(Source data)
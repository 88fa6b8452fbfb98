//! Satellite navigation: UBX protocol, fix model and validation

pub mod ublox;
pub mod ubx;

pub use ublox::{GnssConfig, UbloxGnss};

use serde::{Deserialize, Serialize};
use thiserror_no_std::Error;

use crate::clock::elapsed_ms;
use crate::error::TrackerError;
use crate::time::DateTime;

#[derive(Error, Debug, Clone, Copy, PartialEq, Eq)]
pub enum GnssError {
    #[error("GNSS receiver not initialized")]
    NotReady,
    #[error("GNSS receiver not responding")]
    CommunicationFailed,
    #[error("GNSS receiver rejected configuration message {0:?}")]
    ConfigurationRejected(u8),
    #[error("no navigation solution received yet")]
    NoFix,
    #[error("GNSS time not valid")]
    InvalidTime,
}

impl From<GnssError> for TrackerError {
    fn from(e: GnssError) -> Self {
        match e {
            GnssError::NotReady | GnssError::CommunicationFailed => TrackerError::GnssNotReady,
            GnssError::ConfigurationRejected(_) => TrackerError::InvalidConfiguration,
            GnssError::NoFix => TrackerError::GnssNoFix,
            GnssError::InvalidTime => TrackerError::GnssInvalidTime,
        }
    }
}

#[derive(Debug, Clone, Copy, PartialEq, Eq)]
pub enum GnssState {
    Uninitialized,
    Ready,
    AcquiredFirstFix,
}

#[derive(Debug, Clone, Copy, PartialEq, Eq, Default)]
pub enum FixType {
    #[default]
    NoFix,
    DeadReckoning,
    Fix2D,
    Fix3D,
    GnssDeadReckoning,
    TimeOnly,
}

impl FixType {
    pub fn from_ubx(raw: u8) -> Self {
        match raw {
            1 => FixType::DeadReckoning,
            2 => FixType::Fix2D,
            3 => FixType::Fix3D,
            4 => FixType::GnssDeadReckoning,
            5 => FixType::TimeOnly,
            _ => FixType::NoFix,
        }
    }

    /// Numeric code as logged in the CSV `Fix_Type` column.
    pub fn code(self) -> u8 {
        match self {
            FixType::NoFix => 0,
            FixType::DeadReckoning => 1,
            FixType::Fix2D => 2,
            FixType::Fix3D => 3,
            FixType::GnssDeadReckoning => 4,
            FixType::TimeOnly => 5,
        }
    }

    /// Fix types that carry a usable position.
    pub fn has_position(self) -> bool {
        matches!(
            self,
            FixType::Fix2D | FixType::Fix3D | FixType::GnssDeadReckoning
        )
    }
}

/// UTC time as reported by the receiver.
#[derive(Debug, Clone, Copy, PartialEq, Eq, Default)]
pub struct GnssTime {
    pub utc: DateTime,
    pub nanos: i32,
    pub date_valid: bool,
    pub time_valid: bool,
    pub fully_resolved: bool,
    pub confirmed_date: bool,
    pub confirmed_time: bool,
}

impl GnssTime {
    pub fn is_valid(&self) -> bool {
        self.date_valid && self.time_valid && self.utc.is_valid()
    }
}

#[derive(Debug, Clone, Copy, PartialEq, Default)]
pub struct Position {
    pub latitude_deg: f64,
    pub longitude_deg: f64,
    /// Height above mean sea level.
    pub altitude_m: f32,
    pub horizontal_accuracy_m: f32,
    pub vertical_accuracy_m: f32,
}

/// One navigation solution as cached from the receiver.
#[derive(Debug, Clone, Copy, PartialEq, Default)]
pub struct GnssData {
    /// Monotonic tick at which the solution arrived.
    pub monotonic_ms: u32,
    pub fix_type: FixType,
    pub satellites_used: u8,
    pub hdop: f32,
    pub pdop: f32,
    /// Receiver's own `gnssFixOK` flag.
    pub fix_ok: bool,
    /// Present only when the fix carries a position.
    pub position: Option<Position>,
    /// Present only when the receiver flags date and time as valid.
    pub time: Option<GnssTime>,
    /// Result of [`validate_fix`] when the data was read.
    pub validation_passed: bool,
}

/// Thresholds a solution must meet before it is logged as valid or used
/// for time sync.
#[derive(Debug, Clone, Copy, PartialEq, Serialize, Deserialize)]
pub struct FixCriteria {
    pub min_satellites: u8,
    pub max_hdop: f32,
    pub max_fix_age_ms: u32,
    pub require_time_valid: bool,
}

impl Default for FixCriteria {
    fn default() -> Self {
        Self {
            min_satellites: 4,
            max_hdop: 5.0,
            max_fix_age_ms: 10_000,
            require_time_valid: false,
        }
    }
}

pub fn validate_fix(data: &GnssData, criteria: &FixCriteria, now_ms: u32) -> bool {
    let Some(pos) = data.position else {
        return false;
    };

    if data.satellites_used < criteria.min_satellites
        || !(data.hdop <= criteria.max_hdop)
        || elapsed_ms(now_ms, data.monotonic_ms) > criteria.max_fix_age_ms
    {
        return false;
    }

    if criteria.require_time_valid && !data.time.is_some_and(|t| t.is_valid()) {
        return false;
    }

    (-90.0..=90.0).contains(&pos.latitude_deg)
        && (-180.0..=180.0).contains(&pos.longitude_deg)
        && (-1000.0..=50_000.0).contains(&pos.altitude_m)
}

#[derive(Debug, Clone, Copy, Default, PartialEq, Eq)]
pub struct GnssStats {
    pub readings: u32,
    pub valid_fixes: u32,
    pub rejected_fixes: u32,
    pub checksum_errors: u32,
    /// Milliseconds from init to the first validated fix.
    pub time_to_first_fix_ms: Option<u32>,
}

/// What the scheduler and time manager need from a receiver.
pub trait GnssReceiver {
    fn is_ready(&self) -> bool;

    /// Pull whatever the receiver has buffered and return the newest solution.
    fn read_position(&mut self, now_ms: u32) -> Result<GnssData, GnssError>;

    /// Newest UTC time, failing unless the receiver marks it valid.
    fn get_time(&mut self, now_ms: u32) -> Result<GnssTime, GnssError>;

    fn validate_fix(&self, data: &GnssData, now_ms: u32) -> bool;

    fn set_criteria(&mut self, criteria: FixCriteria);

    /// Whether the newest cached solution passes validation right now.
    fn has_valid_fix(&mut self, now_ms: u32) -> bool {
        self.read_position(now_ms)
            .is_ok_and(|data| self.validate_fix(&data, now_ms))
    }
}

> _WHAT TO WORK ON_
Give the number of lines in the records where the word "InvalidTime" occurs, and add nothing.

> _TASK OUTPUT_
2